**WORK ITEM**
Take each line in the entries below that holds "super" and show it.

**SUPPLIED DATA**
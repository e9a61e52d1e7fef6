//! Per-frame input state

use std::time::Instant;

use super::events::HandIndicator;

/// Boolean signal level with edge detection
#[derive(Debug, Clone, Copy, PartialEq, Eq, Default)]
pub enum SignalState {
    #[default]
    Low,
    /// Went high this frame (edge)
    Rising,
    /// High for more than one frame
    High,
    /// Went low this frame (edge)
    Falling,
}

impl SignalState {
    /// Advance state for next frame (transitions edges to steady states)
    pub fn advance(self) -> Self {
        match self {
            Self::Rising => Self::High,
            Self::Falling => Self::Low,
            state => state,
        }
    }

    /// Applies a new sample, returning the new state and whether it changed level
    pub fn sample(self, level: bool) -> (Self, bool) {
        match (self.is_high(), level) {
            (false, true) => (Self::Rising, true),
            (true, false) => (Self::Falling, true),
            _ => (self, false),
        }
    }

    pub fn is_high(self) -> bool {
        matches!(self, Self::Rising | Self::High)
    }

    pub fn is_rising(self) -> bool {
        matches!(self, Self::Rising)
    }
}

/// Gesture level transition observed between two frames
#[derive(Debug, Clone, Copy, PartialEq, Eq)]
pub enum GestureEdge {
    Rising,
    Falling,
}

/// Input state snapshot for a single frame
#[derive(Debug, Clone, Default)]
pub struct InputState {
    /// Latest fingers-extended level
    pub gesture: SignalState,
    /// Every gesture transition since the previous frame, in arrival order
    pub gesture_edges: Vec<GestureEdge>,
    /// Finalized utterances since the previous frame
    pub utterances: Vec<String>,
    pub listening: bool,
    pub gesture_available: bool,
    pub speech_available: bool,
    /// Time the frame was collected
    pub now: Option<Instant>,
}

impl InputState {
    pub fn new() -> Self {
        Self::default()
    }

    /// Records one hand frame classification
    pub fn sample_gesture(&mut self, fingers_extended: bool) {
        let (next, changed) = self.gesture.sample(fingers_extended);
        self.gesture = next;
        if changed {
            self.gesture_edges.push(if fingers_extended {
                GestureEdge::Rising
            } else {
                GestureEdge::Falling
            });
        }
    }

    pub fn hand_indicator(&self) -> HandIndicator {
        if self.gesture.is_high() {
            HandIndicator::Detected
        } else {
            HandIndicator::Idle
        }
    }

    /// Clears per-frame data and settles edge states
    pub fn advance_frame(&mut self) {
        self.gesture = self.gesture.advance();
        self.gesture_edges.clear();
        self.utterances.clear();
    }
}

#[cfg(test)]
mod tests {
    use super::*;

    #[test]
    fn test_signal_edges() {
        let (state, changed) = SignalState::Low.sample(true);
        assert_eq!(state, SignalState::Rising);
        assert!(changed);

        let (state, changed) = state.advance().sample(true);
        assert_eq!(state, SignalState::High);
        assert!(!changed);

        let (state, changed) = state.sample(false);
        assert_eq!(state, SignalState::Falling);
        assert!(changed);
        assert_eq!(state.advance(), SignalState::Low);
    }

    #[test]
    fn test_sustained_gesture_records_one_edge() {
        let mut state = InputState::new();
        for _ in 0..5 {
            state.sample_gesture(true);
        }
        assert_eq!(state.gesture_edges, vec![GestureEdge::Rising]);
        assert_eq!(state.hand_indicator(), HandIndicator::Detected);

        state.advance_frame();
        state.sample_gesture(true);
        assert!(state.gesture_edges.is_empty());
        assert_eq!(state.gesture, SignalState::High);
    }

    #[test]
    fn test_flicker_within_frame_keeps_order() {
        let mut state = InputState::new();
        state.sample_gesture(true);
        state.sample_gesture(false);
        state.sample_gesture(true);

        assert_eq!(
            state.gesture_edges,
            vec![GestureEdge::Rising, GestureEdge::Falling, GestureEdge::Rising]
        );
        assert!(state.gesture.is_rising());
    }

    #[test]
    fn test_advance_clears_frame_data() {
        let mut state = InputState::new();
        state.utterances.push("hello".to_string());
        state.sample_gesture(true);
        state.sample_gesture(false);
        state.advance_frame();

        assert!(state.utterances.is_empty());
        assert!(state.gesture_edges.is_empty());
        assert_eq!(state.gesture, SignalState::Low);
        assert_eq!(state.hand_indicator(), HandIndicator::Idle);
    }
}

**FINISHED EXERCISE**
use super::events::HandIndicator;
    use super::*;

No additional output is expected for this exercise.